▸ WORK ORDER:
Copy the entire listing exactly.
[DATASET ENTRIES — start]
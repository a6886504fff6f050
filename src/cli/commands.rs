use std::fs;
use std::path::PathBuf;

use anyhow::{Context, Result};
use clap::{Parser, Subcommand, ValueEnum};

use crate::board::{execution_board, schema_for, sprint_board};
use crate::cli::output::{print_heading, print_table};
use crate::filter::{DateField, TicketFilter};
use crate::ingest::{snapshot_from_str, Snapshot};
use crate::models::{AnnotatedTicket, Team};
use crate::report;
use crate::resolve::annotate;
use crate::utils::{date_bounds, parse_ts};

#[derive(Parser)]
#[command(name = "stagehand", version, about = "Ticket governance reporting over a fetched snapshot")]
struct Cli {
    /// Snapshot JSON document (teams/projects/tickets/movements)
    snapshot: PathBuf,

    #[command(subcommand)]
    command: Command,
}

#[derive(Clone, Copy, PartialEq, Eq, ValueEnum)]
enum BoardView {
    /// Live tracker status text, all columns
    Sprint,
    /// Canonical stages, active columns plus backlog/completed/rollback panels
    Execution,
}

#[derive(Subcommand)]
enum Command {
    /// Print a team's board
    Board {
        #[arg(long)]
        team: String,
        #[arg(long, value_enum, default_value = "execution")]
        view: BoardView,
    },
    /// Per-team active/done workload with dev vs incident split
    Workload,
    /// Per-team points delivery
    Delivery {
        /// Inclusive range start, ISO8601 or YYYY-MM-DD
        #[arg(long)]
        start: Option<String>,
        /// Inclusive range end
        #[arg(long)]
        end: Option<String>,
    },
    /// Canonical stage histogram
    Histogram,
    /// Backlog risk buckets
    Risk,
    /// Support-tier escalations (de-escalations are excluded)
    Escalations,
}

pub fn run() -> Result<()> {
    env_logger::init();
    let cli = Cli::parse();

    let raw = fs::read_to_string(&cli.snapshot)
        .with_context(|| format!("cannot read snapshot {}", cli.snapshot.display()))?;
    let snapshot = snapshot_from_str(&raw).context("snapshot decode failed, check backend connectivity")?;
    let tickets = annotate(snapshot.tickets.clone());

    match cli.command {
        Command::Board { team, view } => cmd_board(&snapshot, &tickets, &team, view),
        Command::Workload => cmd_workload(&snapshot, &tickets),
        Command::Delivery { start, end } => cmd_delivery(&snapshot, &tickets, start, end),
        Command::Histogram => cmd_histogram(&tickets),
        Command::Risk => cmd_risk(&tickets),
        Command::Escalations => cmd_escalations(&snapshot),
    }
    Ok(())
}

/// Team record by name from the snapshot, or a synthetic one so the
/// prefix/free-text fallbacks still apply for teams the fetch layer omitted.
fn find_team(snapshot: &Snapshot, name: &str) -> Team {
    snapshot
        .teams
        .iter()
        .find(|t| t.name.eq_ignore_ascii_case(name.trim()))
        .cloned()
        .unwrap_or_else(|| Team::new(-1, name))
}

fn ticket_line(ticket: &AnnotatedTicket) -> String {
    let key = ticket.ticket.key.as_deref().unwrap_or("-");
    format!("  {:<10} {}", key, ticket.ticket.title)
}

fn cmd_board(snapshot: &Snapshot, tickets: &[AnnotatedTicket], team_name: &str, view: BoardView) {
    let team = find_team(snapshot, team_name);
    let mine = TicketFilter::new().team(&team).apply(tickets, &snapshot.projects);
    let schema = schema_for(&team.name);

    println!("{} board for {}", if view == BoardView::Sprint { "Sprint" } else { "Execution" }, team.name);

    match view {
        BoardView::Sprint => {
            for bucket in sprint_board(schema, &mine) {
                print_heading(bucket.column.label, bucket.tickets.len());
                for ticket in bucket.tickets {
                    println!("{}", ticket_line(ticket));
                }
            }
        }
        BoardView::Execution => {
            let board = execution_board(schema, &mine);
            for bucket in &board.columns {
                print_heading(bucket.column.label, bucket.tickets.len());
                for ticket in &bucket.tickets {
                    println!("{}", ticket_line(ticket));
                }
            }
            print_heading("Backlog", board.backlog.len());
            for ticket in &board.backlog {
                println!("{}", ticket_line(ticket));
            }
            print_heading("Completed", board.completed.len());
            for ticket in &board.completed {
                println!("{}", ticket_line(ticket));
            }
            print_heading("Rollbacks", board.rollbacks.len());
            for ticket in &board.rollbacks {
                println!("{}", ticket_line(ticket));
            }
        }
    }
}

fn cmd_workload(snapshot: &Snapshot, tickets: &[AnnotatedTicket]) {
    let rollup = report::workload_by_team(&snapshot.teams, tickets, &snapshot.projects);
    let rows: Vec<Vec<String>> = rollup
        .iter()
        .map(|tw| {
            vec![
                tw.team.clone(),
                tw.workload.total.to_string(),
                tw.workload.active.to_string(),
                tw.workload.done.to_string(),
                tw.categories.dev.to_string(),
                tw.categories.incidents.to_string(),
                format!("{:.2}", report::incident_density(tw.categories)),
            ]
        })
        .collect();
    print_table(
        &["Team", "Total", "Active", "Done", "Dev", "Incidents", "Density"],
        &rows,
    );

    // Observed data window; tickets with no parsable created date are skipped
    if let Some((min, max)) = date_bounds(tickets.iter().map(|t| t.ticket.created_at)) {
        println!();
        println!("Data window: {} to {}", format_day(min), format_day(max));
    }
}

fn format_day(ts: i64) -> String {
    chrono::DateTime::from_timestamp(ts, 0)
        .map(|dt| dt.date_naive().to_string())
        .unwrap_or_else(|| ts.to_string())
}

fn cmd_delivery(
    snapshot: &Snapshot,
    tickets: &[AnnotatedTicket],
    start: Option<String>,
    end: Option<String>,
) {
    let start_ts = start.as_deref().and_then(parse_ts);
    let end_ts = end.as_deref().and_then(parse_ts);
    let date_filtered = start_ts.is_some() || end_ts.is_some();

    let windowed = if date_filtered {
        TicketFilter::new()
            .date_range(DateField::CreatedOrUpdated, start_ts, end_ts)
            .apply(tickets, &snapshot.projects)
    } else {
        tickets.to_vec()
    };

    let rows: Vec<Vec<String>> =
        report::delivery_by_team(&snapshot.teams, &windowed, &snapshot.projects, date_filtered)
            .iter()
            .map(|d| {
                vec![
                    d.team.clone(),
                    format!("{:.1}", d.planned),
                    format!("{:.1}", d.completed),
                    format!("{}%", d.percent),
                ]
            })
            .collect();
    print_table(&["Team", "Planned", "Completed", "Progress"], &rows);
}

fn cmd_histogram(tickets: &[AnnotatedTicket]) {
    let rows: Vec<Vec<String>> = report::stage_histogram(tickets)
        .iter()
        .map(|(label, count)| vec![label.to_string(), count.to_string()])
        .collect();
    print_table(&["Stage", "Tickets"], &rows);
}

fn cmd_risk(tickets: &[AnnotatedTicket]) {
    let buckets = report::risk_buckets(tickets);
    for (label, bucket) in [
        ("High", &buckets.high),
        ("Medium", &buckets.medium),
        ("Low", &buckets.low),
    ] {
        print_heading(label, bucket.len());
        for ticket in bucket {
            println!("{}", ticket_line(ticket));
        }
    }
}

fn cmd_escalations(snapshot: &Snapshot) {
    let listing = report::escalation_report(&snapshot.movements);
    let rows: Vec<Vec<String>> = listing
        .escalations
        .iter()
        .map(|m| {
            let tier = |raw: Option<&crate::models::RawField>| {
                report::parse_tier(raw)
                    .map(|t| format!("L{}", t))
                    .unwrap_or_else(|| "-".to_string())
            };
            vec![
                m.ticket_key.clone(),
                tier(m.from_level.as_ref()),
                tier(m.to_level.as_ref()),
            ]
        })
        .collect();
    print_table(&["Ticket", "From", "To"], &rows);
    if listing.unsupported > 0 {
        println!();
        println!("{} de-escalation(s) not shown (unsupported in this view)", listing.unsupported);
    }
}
[DATASET ENTRIES — finish]
▸ SOLUTION:
repository a6886504fff6f050
filename src/cli/commands.rs
use std::fs;
use std::path::PathBuf;

use anyhow::{Context, Result};
use clap::{Parser, Subcommand, ValueEnum};

use crate::board::{execution_board, schema_for, sprint_board};
use crate::cli::output::{print_heading, print_table};
use crate::filter::{DateField, TicketFilter};
use crate::ingest::{snapshot_from_str, Snapshot};
use crate::models::{AnnotatedTicket, Team};
use crate::report;
use crate::resolve::annotate;
use crate::utils::{date_bounds, parse_ts};

#[derive(Parser)]
#[command(name = "stagehand", version, about = "Ticket governance reporting over a fetched snapshot")]
struct Cli {
    /// Snapshot JSON document (teams/projects/tickets/movements)
    snapshot: PathBuf,

    #[command(subcommand)]
    command: Command,
}

#[derive(Clone, Copy, PartialEq, Eq, ValueEnum)]
enum BoardView {
    /// Live tracker status text, all columns
    Sprint,
    /// Canonical stages, active columns plus backlog/completed/rollback panels
    Execution,
}

#[derive(Subcommand)]
enum Command {
    /// Print a team's board
    Board {
        #[arg(long)]
        team: String,
        #[arg(long, value_enum, default_value = "execution")]
        view: BoardView,
    },
    /// Per-team active/done workload with dev vs incident split
    Workload,
    /// Per-team points delivery
    Delivery {
        /// Inclusive range start, ISO8601 or YYYY-MM-DD
        #[arg(long)]
        start: Option<String>,
        /// Inclusive range end
        #[arg(long)]
        end: Option<String>,
    },
    /// Canonical stage histogram
    Histogram,
    /// Backlog risk buckets
    Risk,
    /// Support-tier escalations (de-escalations are excluded)
    Escalations,
}

pub fn run() -> Result<()> {
    env_logger::init();
    let cli = Cli::parse();

    let raw = fs::read_to_string(&cli.snapshot)
        .with_context(|| format!("cannot read snapshot {}", cli.snapshot.display()))?;
    let snapshot = snapshot_from_str(&raw).context("snapshot decode failed, check backend connectivity")?;
    let tickets = annotate(snapshot.tickets.clone());

    match cli.command {
        Command::Board { team, view } => cmd_board(&snapshot, &tickets, &team, view),
        Command::Workload => cmd_workload(&snapshot, &tickets),
        Command::Delivery { start, end } => cmd_delivery(&snapshot, &tickets, start, end),
        Command::Histogram => cmd_histogram(&tickets),
        Command::Risk => cmd_risk(&tickets),
        Command::Escalations => cmd_escalations(&snapshot),
    }
    Ok(())
}

/// Team record by name from the snapshot, or a synthetic one so the
/// prefix/free-text fallbacks still apply for teams the fetch layer omitted.
fn find_team(snapshot: &Snapshot, name: &str) -> Team {
    snapshot
        .teams
        .iter()
        .find(|t| t.name.eq_ignore_ascii_case(name.trim()))
        .cloned()
        .unwrap_or_else(|| Team::new(-1, name))
}

fn ticket_line(ticket: &AnnotatedTicket) -> String {
    let key = ticket.ticket.key.as_deref().unwrap_or("-");
    format!("  {:<10} {}", key, ticket.ticket.title)
}

fn cmd_board(snapshot: &Snapshot, tickets: &[AnnotatedTicket], team_name: &str, view: BoardView) {
    let team = find_team(snapshot, team_name);
    let mine = TicketFilter::new().team(&team).apply(tickets, &snapshot.projects);
    let schema = schema_for(&team.name);

    println!("{} board for {}", if view == BoardView::Sprint { "Sprint" } else { "Execution" }, team.name);

    match view {
        BoardView::Sprint => {
            for bucket in sprint_board(schema, &mine) {
                print_heading(bucket.column.label, bucket.tickets.len());
                for ticket in bucket.tickets {
                    println!("{}", ticket_line(ticket));
                }
            }
        }
        BoardView::Execution => {
            let board = execution_board(schema, &mine);
            for bucket in &board.columns {
                print_heading(bucket.column.label, bucket.tickets.len());
                for ticket in &bucket.tickets {
                    println!("{}", ticket_line(ticket));
                }
            }
            print_heading("Backlog", board.backlog.len());
            for ticket in &board.backlog {
                println!("{}", ticket_line(ticket));
            }
            print_heading("Completed", board.completed.len());
            for ticket in &board.completed {
                println!("{}", ticket_line(ticket));
            }
            print_heading("Rollbacks", board.rollbacks.len());
            for ticket in &board.rollbacks {
                println!("{}", ticket_line(ticket));
            }
        }
    }
}

fn cmd_workload(snapshot: &Snapshot, tickets: &[AnnotatedTicket]) {
    let rollup = report::workload_by_team(&snapshot.teams, tickets, &snapshot.projects);
    let rows: Vec<Vec<String>> = rollup
        .iter()
        .map(|tw| {
            vec![
                tw.team.clone(),
                tw.workload.total.to_string(),
                tw.workload.active.to_string(),
                tw.workload.done.to_string(),
                tw.categories.dev.to_string(),
                tw.categories.incidents.to_string(),
                format!("{:.2}", report::incident_density(tw.categories)),
            ]
        })
        .collect();
    print_table(
        &["Team", "Total", "Active", "Done", "Dev", "Incidents", "Density"],
        &rows,
    );

    // Observed data window; tickets with no parsable created date are skipped
    if let Some((min, max)) = date_bounds(tickets.iter().map(|t| t.ticket.created_at)) {
        println!();
        println!("Data window: {} to {}", format_day(min), format_day(max));
    }
}

fn format_day(ts: i64) -> String {
    chrono::DateTime::from_timestamp(ts, 0)
        .map(|dt| dt.date_naive().to_string())
        .unwrap_or_else(|| ts.to_string())
}

fn cmd_delivery(
    snapshot: &Snapshot,
    tickets: &[AnnotatedTicket],
    start: Option<String>,
    end: Option<String>,
) {
    let start_ts = start.as_deref().and_then(parse_ts);
    let end_ts = end.as_deref().and_then(parse_ts);
    let date_filtered = start_ts.is_some() || end_ts.is_some();

    let windowed = if date_filtered {
        TicketFilter::new()
            .date_range(DateField::CreatedOrUpdated, start_ts, end_ts)
            .apply(tickets, &snapshot.projects)
    } else {
        tickets.to_vec()
    };

    let rows: Vec<Vec<String>> =
        report::delivery_by_team(&snapshot.teams, &windowed, &snapshot.projects, date_filtered)
            .iter()
            .map(|d| {
                vec![
                    d.team.clone(),
                    format!("{:.1}", d.planned),
                    format!("{:.1}", d.completed),
                    format!("{}%", d.percent),
                ]
            })
            .collect();
    print_table(&["Team", "Planned", "Completed", "Progress"], &rows);
}

fn cmd_histogram(tickets: &[AnnotatedTicket]) {
    let rows: Vec<Vec<String>> = report::stage_histogram(tickets)
        .iter()
        .map(|(label, count)| vec![label.to_string(), count.to_string()])
        .collect();
    print_table(&["Stage", "Tickets"], &rows);
}

fn cmd_risk(tickets: &[AnnotatedTicket]) {
    let buckets = report::risk_buckets(tickets);
    for (label, bucket) in [
        ("High", &buckets.high),
        ("Medium", &buckets.medium),
        ("Low", &buckets.low),
    ] {
        print_heading(label, bucket.len());
        for ticket in bucket {
            println!("{}", ticket_line(ticket));
        }
    }
}

fn cmd_escalations(snapshot: &Snapshot) {
    let listing = report::escalation_report(&snapshot.movements);
    let rows: Vec<Vec<String>> = listing
        .escalations
        .iter()
        .map(|m| {
            let tier = |raw: Option<&crate::models::RawField>| {
                report::parse_tier(raw)
                    .map(|t| format!("L{}", t))
                    .unwrap_or_else(|| "-".to_string())
            };
            vec![
                m.ticket_key.clone(),
                tier(m.from_level.as_ref()),
                tier(m.to_level.as_ref()),
            ]
        })
        .collect();
    print_table(&["Ticket", "From", "To"], &rows);
    if listing.unsupported > 0 {
        println!();
        println!("{} de-escalation(s) not shown (unsupported in this view)", listing.unsupported);
    }
}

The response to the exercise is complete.